David Henderson and Andrei Codrescu

Tuesday, January 30, 2018, 6:30 pm, Dia Chelsea

Event Details
Tuesday, January 30, 2018, 6:30 pm

This reading, which was originally planned for December 5, 2017, has been rescheduled for January 30, 2018. 

Dia:Chelsea
535 West 22nd Street, 5th Floor
New York City 

Readings in Contemporary Poetry curator, Vincent Katz provided an introduction for the evening's reading.

Free for Dia members; $10 general admission; $6 admission for students and seniors 

Advance ticket purchases recommended. Tickets are also available for purchase at the door, subject to availability. 

David Henderson was connected to the Black Arts Movement through the Umbra Workshop, where he served as an editor of their magazine and the three Umbra anthologies. His best-known books of poetry are De Mayor of Harlem (1970) and Neo-California (1998), and he has read a selection of his poetry for the permanent archives of the Library of Congress. Author of the lyrics to Sun Ra’s composition “Love in Outer Space,” he has also recorded with the saxophonists and composers Ornette Coleman and David Murray and the cornetist and composer Butch Morris. He is the author of ’Scuse Me While I Kiss the Sky: Jimi Hendrix: Voodoo Child (2009)and wrote and produced an award-winning two-hour documentary on the African American beat poet Bob Kaufman for National Public Radio and the Pacifica Foundation. Recent publications include prose and poetry in the anthologies Beats at Naropa (2009), Obama, Obama (2012), Angles of Ascent: A Norton Anthology of African American Poetry (2013), and Cross WorldsTranscultural Poetics (2014). A poet-in-residence at the City College of New York, he has taught in CUNY’s SEEK Program and has been a visiting professor at the University of California, Berkeley, University of California, San Diego, State University of New York at Stony Brook, and Wesleyan University, Middleton, Connecticut. Most recently he became the first fellow of the Lost and Found, the CUNY Poetics Document Initiative at the Center for the Humanities. 

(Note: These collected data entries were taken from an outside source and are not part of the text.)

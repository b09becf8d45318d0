//! SQLite migration registry and executor.
//!
//! # Responsibility
//! - Register schema migrations in strictly increasing order.
//! - Apply pending migrations atomically.
//!
//! # Invariants
//! - `version` values must remain monotonic.
//! - Applied migration version is mirrored to `PRAGMA user_version`.
//! - `contacts` and `deleted_contacts` share one column layout so rows can
//!   move between them unchanged.

use crate::db::{DbError, DbResult};
use log::{debug, info};
use rusqlite::Connection;

#[derive(Debug, Clone, Copy)]
struct Migration {
    version: u32,
    sql: &'static str,
}

const MIGRATIONS: &[Migration] = &[
    Migration {
        version: 1,
        sql: include_str!("0001_contacts.sql"),
    },
    Migration {
        version: 2,
        sql: include_str!("0002_contacts_fts.sql"),
    },
    Migration {
        version: 3,
        sql: include_str!("0003_issues.sql"),
    },
];

/// Returns the latest migration version known by this binary.
pub fn latest_version() -> u32 {
    MIGRATIONS.last().map_or(0, |migration| migration.version)
}

/// Applies all pending migrations on the provided connection.
pub fn apply_migrations(conn: &mut Connection) -> DbResult<()> {
    let current_version = current_user_version(conn)?;
    let latest = latest_version();

    if current_version > latest {
        return Err(DbError::UnsupportedSchemaVersion {
            db_version: current_version,
            latest_supported: latest,
        });
    }

    if current_version == latest {
        return Ok(());
    }

    let tx = conn.transaction()?;
    for migration in pending_migrations(current_version) {
        tx.execute_batch(migration.sql)?;
        tx.execute_batch(&format!("PRAGMA user_version = {};", migration.version))?;
        debug!(
            "event=db_migrate module=db status=ok version={}",
            migration.version
        );
    }
    tx.commit()?;

    info!(
        "event=db_migrate module=db status=done from_version={} to_version={}",
        current_version, latest
    );
    Ok(())
}

fn pending_migrations(current_version: u32) -> impl Iterator<Item = &'static Migration> {
    MIGRATIONS
        .iter()
        .filter(move |migration| migration.version > current_version)
}

fn current_user_version(conn: &Connection) -> DbResult<u32> {
    let version = conn.query_row("PRAGMA user_version;", [], |row| row.get::<_, u32>(0))?;
    Ok(version)
}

Kingfish, My Kingfish, Uncle Kingfish

Kingfish, my Kingfish, Uncle Kingfish, in the darkness of the country, slight smile around his perpendicular cigar. Brown face lost in the darkness, dark pants fading into the black, the white apron an apparition, a ghost of service: soda and potato chips for the boy, a swab of white cloth across  the hardwood hull of the bar that was indeed at sea for that voyage of the day to night to end in the death of dawn. Beer chasers after the Tanqueray argument, the jukebox so loud the room is bouncing, in the window screeching tires of 450 horsepowers burning eight cylinders of rubber, the smell drifts in and outside the door, becomes a smoke cloud rambling down main street. Let the good times roll for the sixty minute man, lovers too young to be in love -- Afro Mona Lisa laughing out loud all up in your face.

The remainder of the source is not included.